Each line in the records that mentions the word "push" needs to be listed.
[Opening INFORMATION GIVEN section]
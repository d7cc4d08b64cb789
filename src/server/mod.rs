//! The server: accept loop, connection ownership and graceful stop.

pub(crate) mod conn;

use std::collections::HashMap;
use std::net::SocketAddr;
use std::sync::atomic::{AtomicBool, AtomicU64, Ordering};
use std::sync::{Arc, Mutex};
use std::time::{Duration, Instant};

use tokio::io::{AsyncRead, AsyncWrite};
use tokio::net::{TcpListener, ToSocketAddrs};
use tokio::task::JoinHandle;

use crate::common::drain::{self, Watch};
use crate::config::ServerConfig;
use crate::event::{Event, Events};
use crate::proto::h1::io as h1io;
use crate::routing::Router;
use crate::service::{AfterAction, App, BeforeAction, ErrorHandler};
use crate::{Error, Result};

/// An HTTP/1.1 server under construction.
///
/// Configure the router, actions, error handlers and options, then
/// [`bind`](Server::bind) it to accept connections, or hand it individual
/// duplex channels with [`serve_connection`](Server::serve_connection)
/// (when TCP and TLS are terminated elsewhere).
///
/// ```no_run
/// use quay::{handler_fn, Body, Response, Router, Server};
///
/// # async fn run() -> quay::Result<()> {
/// let mut router = Router::new();
/// router
///     .get("/hello/:name", handler_fn(|req, _channel| async move {
///         use quay::RequestExt;
///         let name = req.path_param("name").unwrap_or("world");
///         Ok(Some(Response::new(Body::from(format!("Hello {}!", name)))))
///     }))
///     .unwrap();
///
/// let listening = Server::new(router).bind("127.0.0.1:8080").await?;
/// # drop(listening);
/// # Ok(())
/// # }
/// ```
pub struct Server {
    app: Arc<App>,
    config: Arc<ServerConfig>,
    events: Events,
}

impl Server {
    /// Creates a server around a routing table.
    pub fn new(router: Router) -> Server {
        Server {
            app: Arc::new(App::new(router)),
            config: Arc::new(ServerConfig::default()),
            events: Events::new(),
        }
    }

    /// Replaces the configuration.
    pub fn config(mut self, config: ServerConfig) -> Server {
        self.config = Arc::new(config);
        self
    }

    /// Registers a before-action; they run in registration order.
    pub fn before<A: BeforeAction>(mut self, action: A) -> Server {
        self.app_mut().before.push(Arc::new(action));
        self
    }

    /// Registers an after-action; they run in registration order after the
    /// handler.
    pub fn after<A: AfterAction>(mut self, action: A) -> Server {
        self.app_mut().after.push(Arc::new(action));
        self
    }

    /// Registers an error handler in front of the default one.
    pub fn error_handler<H: ErrorHandler>(mut self, handler: H) -> Server {
        self.app_mut().error_handlers.push(Arc::new(handler));
        self
    }

    fn app_mut(&mut self) -> &mut App {
        Arc::get_mut(&mut self.app).expect("server is not shared before bind")
    }

    /// A handle to the event bus.
    pub fn events(&self) -> Events {
        self.events.clone()
    }

    /// Serves a single, already-accepted duplex byte channel.
    ///
    /// Resolves when the connection has closed. Socket acquisition and TLS
    /// termination stay with the caller.
    pub async fn serve_connection<T>(&self, io: T)
    where
        T: AsyncRead + AsyncWrite + Send + Unpin + 'static,
    {
        let (_signal, watch) = drain::channel();
        conn::serve(
            h1io::shared(Box::new(io)),
            Arc::clone(&self.app),
            Arc::clone(&self.config),
            self.events.clone(),
            watch,
            Arc::new(AtomicBool::new(true)),
        )
        .await;
    }

    /// Binds a TCP listener and starts accepting connections.
    pub async fn bind<A: ToSocketAddrs>(self, addr: A) -> Result<Listening> {
        let listener = TcpListener::bind(addr).await.map_err(Error::new_listen)?;
        let local_addr = listener.local_addr().map_err(Error::new_listen)?;
        tracing::debug!("listening on {}", local_addr);

        let (signal, watch) = drain::channel();
        let tracker = Arc::new(Tracker::default());

        let accept = tokio::spawn(accept_loop(
            listener,
            Arc::clone(&self.app),
            Arc::clone(&self.config),
            self.events.clone(),
            watch,
            Arc::clone(&tracker),
        ));

        Ok(Listening {
            local_addr,
            inner: Arc::new(ListeningInner {
                app: self.app,
                config: self.config,
                events: self.events,
                signal: Mutex::new(Some(signal)),
                accept: Mutex::new(Some(accept)),
                tracker,
                stopped: AtomicBool::new(false),
            }),
        })
    }
}

impl std::fmt::Debug for Server {
    fn fmt(&self, f: &mut std::fmt::Formatter<'_>) -> std::fmt::Result {
        f.debug_struct("Server").finish()
    }
}

/// A running server.
///
/// Dropping the handle does not stop the server; call
/// [`stop`](Listening::stop) for a graceful shutdown.
#[derive(Clone)]
pub struct Listening {
    local_addr: SocketAddr,
    inner: Arc<ListeningInner>,
}

struct ListeningInner {
    app: Arc<App>,
    config: Arc<ServerConfig>,
    events: Events,
    signal: Mutex<Option<drain::Signal>>,
    accept: Mutex<Option<JoinHandle<()>>>,
    tracker: Arc<Tracker>,
    stopped: AtomicBool,
}

impl Listening {
    /// The bound address.
    pub fn local_addr(&self) -> SocketAddr {
        self.local_addr
    }

    /// Replaces the routing table.
    ///
    /// Takes effect for subsequent exchanges; in-flight exchanges keep the
    /// handler they already resolved.
    pub fn set_router(&self, router: Router) {
        self.inner.app.set_router(router);
    }

    /// Stops the server: refuses new connections, waits up to the
    /// configured grace period for active exchanges, then interrupts what
    /// is left. Emits [`Event::HttpServerStopped`] once.
    pub async fn stop(&self) {
        if self.inner.stopped.swap(true, Ordering::SeqCst) {
            return;
        }

        let (idling, total) = self.inner.tracker.counts();

        if let Some(signal) = take(&self.inner.signal) {
            signal.drain();
        }
        if let Some(accept) = take(&self.inner.accept) {
            let _ = accept.await;
        }
        if total > 0 {
            tracing::debug!("Closed {} idling children of a total {}.", idling, total);
        }

        let deadline = Instant::now() + self.inner.config.stop_grace_period;
        loop {
            if self.inner.tracker.is_empty() {
                break;
            }
            if Instant::now() >= deadline {
                self.inner.tracker.abort_all();
                break;
            }
            tokio::time::sleep(Duration::from_millis(10)).await;
        }

        self.inner.events.emit(Event::HttpServerStopped);
    }
}

impl std::fmt::Debug for Listening {
    fn fmt(&self, f: &mut std::fmt::Formatter<'_>) -> std::fmt::Result {
        f.debug_struct("Listening")
            .field("local_addr", &self.local_addr)
            .finish()
    }
}

fn take<T>(slot: &Mutex<Option<T>>) -> Option<T> {
    slot.lock().unwrap_or_else(|e| e.into_inner()).take()
}

async fn accept_loop(
    listener: TcpListener,
    app: Arc<App>,
    config: Arc<ServerConfig>,
    events: Events,
    mut drain: Watch,
    tracker: Arc<Tracker>,
) {
    loop {
        tokio::select! {
            _ = drain.signaled() => {
                tracing::debug!("accept loop stopping");
                break;
            }
            accepted = listener.accept() => {
                let (stream, peer) = match accepted {
                    Ok(pair) => pair,
                    Err(e) => {
                        tracing::debug!("accept failed: {}", e);
                        continue;
                    }
                };
                tracing::trace!("accepted connection from {}", peer);
                let _ = stream.set_nodelay(true);

                let id = tracker.next_id();
                let idle = Arc::new(AtomicBool::new(true));
                tracker.insert(id, Arc::clone(&idle));

                let io = h1io::shared(Box::new(stream));
                let task_app = Arc::clone(&app);
                let task_config = Arc::clone(&config);
                let task_events = events.clone();
                let task_drain = drain.clone();
                let task_tracker = Arc::clone(&tracker);
                let handle = tokio::spawn(async move {
                    conn::serve(io, task_app, task_config, task_events, task_drain, idle).await;
                    task_tracker.remove(id);
                });
                tracker.set_handle(id, handle);
            }
        }
    }
    // the listener drops here; connecting to the port fails from now on
}

/// Registry of live connection tasks, for counting and interruption.
#[derive(Default)]
struct Tracker {
    next: AtomicU64,
    conns: Mutex<HashMap<u64, ConnSlot>>,
}

struct ConnSlot {
    idle: Arc<AtomicBool>,
    handle: Option<JoinHandle<()>>,
}

impl Tracker {
    fn next_id(&self) -> u64 {
        self.next.fetch_add(1, Ordering::SeqCst)
    }

    fn insert(&self, id: u64, idle: Arc<AtomicBool>) {
        self.lock().insert(id, ConnSlot { idle, handle: None });
    }

    fn set_handle(&self, id: u64, handle: JoinHandle<()>) {
        // the task may already have finished and removed itself
        if let Some(slot) = self.lock().get_mut(&id) {
            slot.handle = Some(handle);
        }
    }

    fn remove(&self, id: u64) {
        self.lock().remove(&id);
    }

    fn is_empty(&self) -> bool {
        self.lock().is_empty()
    }

    fn counts(&self) -> (usize, usize) {
        let conns = self.lock();
        let idling = conns
            .values()
            .filter(|slot| slot.idle.load(Ordering::SeqCst))
            .count();
        (idling, conns.len())
    }

    fn abort_all(&self) {
        let mut conns = self.lock();
        for (_, slot) in conns.drain() {
            if let Some(handle) = slot.handle {
                tracing::debug!("Closing the child because thread interrupted.");
                handle.abort();
            }
        }
    }

    fn lock(&self) -> std::sync::MutexGuard<'_, HashMap<u64, ConnSlot>> {
        self.conns.lock().unwrap_or_else(|e| e.into_inner())
    }
}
[Closing INFORMATION GIVEN section]
## RESPONSE TO THE EXERCISE
        self.app_mut().before.push(Arc::new(action));
        self.app_mut().after.push(Arc::new(action));
        self.app_mut().error_handlers.push(Arc::new(handler));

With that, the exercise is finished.